平井伊都子の「2021年 年間ベスト海外ドラマTOP10」 学習棄却(アンラーニング)が重要テーマに

平井伊都子の「2021年ベスト海外ドラマ」

 リアルサウンド映画部のレギュラー執筆陣が、年末まで日替わりで発表する2021年の年間ベスト企画。映画、国内ドラマ、海外ドラマ、アニメの4つのカテゴリーに分け、海外ドラマの場合は、2021年に日本で放送・配信された作品(シーズン2なども含む)の中から、執筆者が独自の観点で10作品をセレクト。第11回の選者は、ロサンゼルス在住のライター・平井伊都子。(編集部)

1.『賢い医師生活』S2(Netflix)
2.『テッド・ラッソ』S2(Apple TV+)
3.『メア・オブ・イーストタウン/ある殺人事件の真実』(U-NEXT)
4.『ロースクール』(Netflix)
5.『DOPESICK アメリカを蝕むオピオイド危機』(ディズニープラス)
6.『ザ・サーペント』(Netflix)
7.『ヴィンチェンツォ』(Netflix)
8.『コリン・イン・ブラック・アンド・ホワイト』(Netflix)
9.『カップル崩壊』(Netflix)
10.『ホワイト・ロータス/諸事情だらけのリゾートホテル』(U-NEXT)

2022年以降のテーマは分断・格差から学習棄却へ

 今年からハリウッドの賞レースの投票権を得て米国資本作品を集中的に視聴し再確認したのは、とんでもない数のドラマが作られているということ。その中から10本を選ぶのは至難だった。昨年のTOP10でも韓国ドラマ4本を選出したが、「海外ドラマ枠でなぜ韓国作品?」と思われた方もいただろう。そして2021年、『イカゲーム』を例に挙げるまでもなく韓国ドラマの躍進は疑いのない現象となり、韓国ドラマで10本選出できるほど秀作・意欲作が多かった。その他の地域では、北欧ノワール専門配信のViaplayが北米上陸し、次なる流行の兆しが見える。

『ヴィンチェンツォ』

 『ヴィンチェンツォ』と『ロースクール』は、ずっと強烈な印象を残し続けた。『ヴィンチェンツォ』には、『賢い医師生活』と共にアンサンブル演技賞を授けたい。キャストの誰が欠けてもこの世界観を作ることは不可能だっただろう。ソン・ジュンギが一瞬にしてマフィアの顔に豹変する16話ラストまでの10分は、今年観た中で最も凄まじい演技だった。このシーンを成功に導くために全ての演出・演技が逆算されていたように思う。ケイト・ウィンスレットの演技の最高峰が見られる『メア・オブ・イーストタウン』からも、似たような観賞後感を得た。

『ロースクール』

 司法ものは韓国ドラマの人気ジャンルだが、学園ミステリーの体をとり疑問を投げかけた『ロースクール』は異色の意欲作。ソクラテス式問答を授業に取り入れる刑法の教授が学生に贈る一言「正義でもない法は、最も残忍な暴力だ」は、威信を失った法曹界と私的復讐ものが量産される現状に対するメッセージとなっている。元旦からAmazonで配信になる『怪物』、脳内で3DCGアニメの細胞たちが暴れるハイブリッドドラマ『Yumi’s Cells(ユミの細胞たち)』、酒豪のシスターフッド『Work Later, Drink Now(英題)』など、米国で一足早く配信されている日本未上陸作にも傑作が多い。

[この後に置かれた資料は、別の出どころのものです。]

use sha2::{Digest, Sha256};
use std::{fs, path::Path};

use crate::error::{GateError, Result};
use crate::report::model::{ReportArtifact, ReportHash};

/// Raw test report as read from disk.
///
/// Holds the exact bytes parsed and a fingerprint that identifies the
/// report in the summary.
#[derive(Debug, Clone)]
pub struct ReportSource {
    /// Source path (informational only).
    pub path: String,

    /// Exact bytes read from disk.
    pub bytes: Vec<u8>,

    pub size_bytes: u64,

    pub hash_alg: String,

    /// Hex-encoded SHA-256 of the report bytes.
    pub hash_hex: String,
}

impl ReportSource {
    /// Report-facing provenance, without the raw bytes.
    pub fn artifact(&self) -> ReportArtifact {
        ReportArtifact {
            path: self.path.clone(),
            size_bytes: self.size_bytes,
            hash: ReportHash {
                algorithm: self.hash_alg.clone(),
                value: self.hash_hex.clone(),
            },
        }
    }
}

/// Read a test report and fingerprint its bytes.
///
/// The fingerprint depends only on the file contents.
pub fn read_report(path: &Path) -> Result<ReportSource> {
    let bytes = fs::read(path).map_err(|source| GateError::ReportRead {
        path: path.to_path_buf(),
        source,
    })?;

    let digest = Sha256::digest(&bytes);

    Ok(ReportSource {
        path: path.display().to_string(),
        size_bytes: bytes.len() as u64,
        bytes,
        hash_alg: "sha256".to_string(),
        hash_hex: hex::encode(digest),
    })
}

/// Read an execution log, replacing invalid UTF-8 sequences.
pub fn read_log(path: &Path) -> Result<String> {
    let bytes = fs::read(path).map_err(|source| GateError::LogRead {
        path: path.to_path_buf(),
        source,
    })?;
    Ok(String::from_utf8_lossy(&bytes).into_owned())
}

『DOPESICK アメリカを蝕むオピオイド危機』(c)2021 20th Television

 5位の『DOPESICK』と6位の『ザ・サーペント』は、時系列が前後するノンリニア構成が「わかりにくい」との評判も聞かれた。どちらも追う者と追われる者の攻防を明確にするための技巧として時制を操っている。図らずも被疑側に加担してしまう人物もいて、両論併記のような描き方は実話から創作する上での配慮とも受け取れる。70年代バックパッカーの桃源郷だったバンコクが舞台の『ザ・サーペント』は、実在するシリアルキラーの物語を、ジョン・ル・カレの小説のような外交サスペンスに仕上げている。『DOPESICK』はアメリカで大問題になっているオピオイド系鎮痛剤のマーケティング手法を問うドラマ。これらの薬剤は合法で、現在も一般的に流通していることが最大のトリックになっている。